What the task requires:
Repeat, exactly as written, the lines of the records below from the first through the line with "pub struct ShortIds", but none past it.

[Stored items]
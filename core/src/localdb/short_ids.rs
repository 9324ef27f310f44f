// SPDX-FileCopyrightText: 2025-2026 Zexin Yuan <aim@yzx9.xyz>
//
// SPDX-License-Identifier: Apache-2.0

use std::num::NonZeroU32;

use sqlx::SqlitePool;

use crate::Kind;

#[derive(Debug, Clone)]
pub struct ShortIds {
    pool: SqlitePool,
}

#[derive(Debug, Clone, PartialEq, Eq)]
pub struct UidAndShortId {
    pub uid: String,
    pub kind: Kind,
    pub short_id: NonZeroU32,
}

impl ShortIds {
    pub fn new(pool: SqlitePool) -> Self {
        Self { pool }
    }

    pub async fn get_by_short_id(
        &self,
        short_id: NonZeroU32,
    ) -> Result<Option<UidAndShortId>, sqlx::Error> {
        let row: Option<(String, String)> =
            sqlx::query_as("SELECT uid, kind FROM short_ids WHERE short_id = ?")
                .bind(i64::from(short_id.get()))
                .fetch_optional(&self.pool)
                .await?;

        let Some((uid, kind)) = row else {
            return Ok(None);
        };

        match kind.parse() {
            Ok(kind) => Ok(Some(UidAndShortId {
                uid,
                kind,
                short_id,
            })),
            Err(_) => {
                tracing::warn!(%kind, "unknown short_id kind");
                Ok(None)
            }
        }
    }

    pub async fn get_or_assign_short_id(
        &self,
        uid: &str,
        kind: Kind,
    ) -> Result<NonZeroU32, sqlx::Error> {
        const SQL: &str = "
INSERT INTO short_ids (uid, kind) VALUES (?, ?)
ON CONFLICT(uid) DO NOTHING
RETURNING short_id
";

        if let Some((short_id,)) = sqlx::query_as::<_, (i64,)>(SQL)
            .bind(uid)
            .bind(kind.as_ref())
            .fetch_optional(&self.pool)
            .await?
        {
            return to_short_id(short_id);
        }

        // if the insert did not return a short_id, it means the uid already exists
        let (short_id,): (i64,) = sqlx::query_as("SELECT short_id FROM short_ids WHERE uid = ?")
            .bind(uid)
            .fetch_one(&self.pool)
            .await?;

        to_short_id(short_id)
    }

    pub async fn remove(&self, uid: &str) -> Result<(), sqlx::Error> {
        sqlx::query("DELETE FROM short_ids WHERE uid = ?")
            .bind(uid)
            .execute(&self.pool)
            .await?;
        Ok(())
    }

    /// Removes all short ids so numbering starts over from 1.
    pub async fn flush(&self) -> Result<u64, sqlx::Error> {
        let result = sqlx::query("DELETE FROM short_ids")
            .execute(&self.pool)
            .await?;
        Ok(result.rows_affected())
    }
}

fn to_short_id(value: i64) -> Result<NonZeroU32, sqlx::Error> {
    u32::try_from(value)
        .ok()
        .and_then(NonZeroU32::new)
        .ok_or_else(|| sqlx::Error::Decode(format!("invalid short_id: {value}").into()))
}

#[cfg(test)]
mod tests {
    use crate::localdb::LocalDb;

    use super::*;

    #[tokio::test]
    async fn assigns_sequential_ids_once() {
        let db = LocalDb::open(None).await.unwrap();

        let a = db
            .short_ids
            .get_or_assign_short_id("uid-a", Kind::Category)
            .await
            .unwrap();
        let b = db
            .short_ids
            .get_or_assign_short_id("uid-b", Kind::Content)
            .await
            .unwrap();
        let a_again = db
            .short_ids
            .get_or_assign_short_id("uid-a", Kind::Category)
            .await
            .unwrap();

        assert_eq!(a.get(), 1);
        assert_eq!(b.get(), 2);
        assert_eq!(a, a_again);
    }

    #[tokio::test]
    async fn looks_up_uid_and_kind() {
        let db = LocalDb::open(None).await.unwrap();
        let id = db
            .short_ids
            .get_or_assign_short_id("uid-a", Kind::Content)
            .await
            .unwrap();

        let found = db.short_ids.get_by_short_id(id).await.unwrap().unwrap();
        assert_eq!(found.uid, "uid-a");
        assert_eq!(found.kind, Kind::Content);

        let missing = NonZeroU32::new(99).unwrap();
        assert!(db.short_ids.get_by_short_id(missing).await.unwrap().is_none());
    }

    #[tokio::test]
    async fn flush_restarts_numbering() {
        let db = LocalDb::open(None).await.unwrap();
        for uid in ["a", "b", "c"] {
            db.short_ids
                .get_or_assign_short_id(uid, Kind::Content)
                .await
                .unwrap();
        }

        assert_eq!(db.short_ids.flush().await.unwrap(), 3);
        let id = db
            .short_ids
            .get_or_assign_short_id("d", Kind::Content)
            .await
            .unwrap();
        assert_eq!(id.get(), 1);
    }

    #[tokio::test]
    async fn remove_forgets_uid() {
        let db = LocalDb::open(None).await.unwrap();
        let id = db
            .short_ids
            .get_or_assign_short_id("a", Kind::Category)
            .await
            .unwrap();

        db.short_ids.remove("a").await.unwrap();
        assert!(db.short_ids.get_by_short_id(id).await.unwrap().is_none());
    }
}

Solution:
filename core/src/localdb/short_ids.rs
repository 9324ef27f310f44f
// SPDX-FileCopyrightText: 2025-2026 Zexin Yuan <aim@yzx9.xyz>
//
// SPDX-License-Identifier: Apache-2.0

use std::num::NonZeroU32;

use sqlx::SqlitePool;

use crate::Kind;

#[derive(Debug, Clone)]
pub struct ShortIds {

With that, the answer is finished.